# Task instructions
Please copy, exactly as they appear below, the lines from the one containing "use percent_encoding::percent_decode_str;" through the one containing "URL maps to".

# Data for review
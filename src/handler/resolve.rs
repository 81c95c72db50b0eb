//! Request path resolution
//!
//! Maps a raw URL path onto the served directory.

use super::error::ServeError;
use percent_encoding::percent_decode_str;
use std::path::{Path, PathBuf};

/// Per-request data shared by every case
#[derive(Debug, Clone, PartialEq, Eq)]
pub struct RequestContext {
    /// Percent-decoded URL path as requested, for display
    pub url_path: String,
    /// Percent-decoded URL path bytes; may not be UTF-8
    pub url_bytes: Vec<u8>,
    /// Filesystem path the URL maps to
    pub resolved_path: PathBuf,
}

impl RequestContext {
    pub fn new(url_bytes: Vec<u8>, resolved_path: PathBuf) -> Self {
        Self {
            url_path: String::from_utf8_lossy(&url_bytes).into_owned(),
            url_bytes,
            resolved_path,
        }
    }
}

/// Decode `raw_url_path` and join it onto `root`.
///
/// With `contain` set, `.` and empty segments are dropped and `..` segments are
/// applied lexically; a `..` that would climb above `root` is rejected. A trailing
/// `/` is kept, so `/a.txt/` does not name the file `a.txt`. Without `contain` the
/// decoded path is joined as-is.
pub fn resolve(root: &Path, raw_url_path: &str, contain: bool) -> Result<RequestContext, ServeError> {
    let url_bytes: Vec<u8> = percent_decode_str(raw_url_path).collect();

    let resolved_path = if contain {
        root.join(contained_relative(&url_bytes)?)
    } else {
        let start = url_bytes.iter().position(|b| *b != b'/').unwrap_or(url_bytes.len());
        root.join(bytes_to_path(&url_bytes[start..]))
    };

    Ok(RequestContext::new(url_bytes, resolved_path))
}

fn contained_relative(url_bytes: &[u8]) -> Result<PathBuf, ServeError> {
    let mut relative = PathBuf::new();
    for segment in url_bytes.split(|b| *b == b'/') {
        match segment {
            b"" | b"." => {}
            b".." => {
                if !relative.pop() {
                    return Err(ServeError::OutsideRoot {
                        path: String::from_utf8_lossy(url_bytes).into_owned(),
                    });
                }
            }
            name => relative.push(bytes_to_path(name)),
        }
    }
    if url_bytes.ends_with(b"/") && relative.file_name().is_some() {
        relative.push("");
    }
    Ok(relative)
}

#[cfg(unix)]
fn bytes_to_path(bytes: &[u8]) -> PathBuf {
    use std::ffi::OsStr;
    use std::os::unix::ffi::OsStrExt;
    PathBuf::from(OsStr::from_bytes(bytes))
}

#[cfg(not(unix))]
fn bytes_to_path(bytes: &[u8]) -> PathBuf {
    PathBuf::from(String::from_utf8_lossy(bytes).into_owned())
}
//! File content responder

use super::error::ServeError;
use super::outcome::Outcome;
use crate::http::mime;
use std::path::Path;
use tokio::fs;

/// Read the whole file and answer with its bytes and probed content type
pub async fn serve(path: &Path) -> Outcome {
    match fs::read(path).await {
        Ok(content) => {
            let content_type = mime::probe(path, &content);
            Outcome::ok(content_type, content)
        }
        Err(source) => ServeError::Read {
            path: path.display().to_string(),
            source,
        }
        .into(),
    }
}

# Task response
use percent_encoding::percent_decode_str;
use std::path::{Path, PathBuf};

/// Per-request data shared by every case
#[derive(Debug, Clone, PartialEq, Eq)]
pub struct RequestContext {
    /// Percent-decoded URL path as requested, for display
    pub url_path: String,
    /// Percent-decoded URL path bytes; may not be UTF-8
    pub url_bytes: Vec<u8>,
    /// Filesystem path the URL maps to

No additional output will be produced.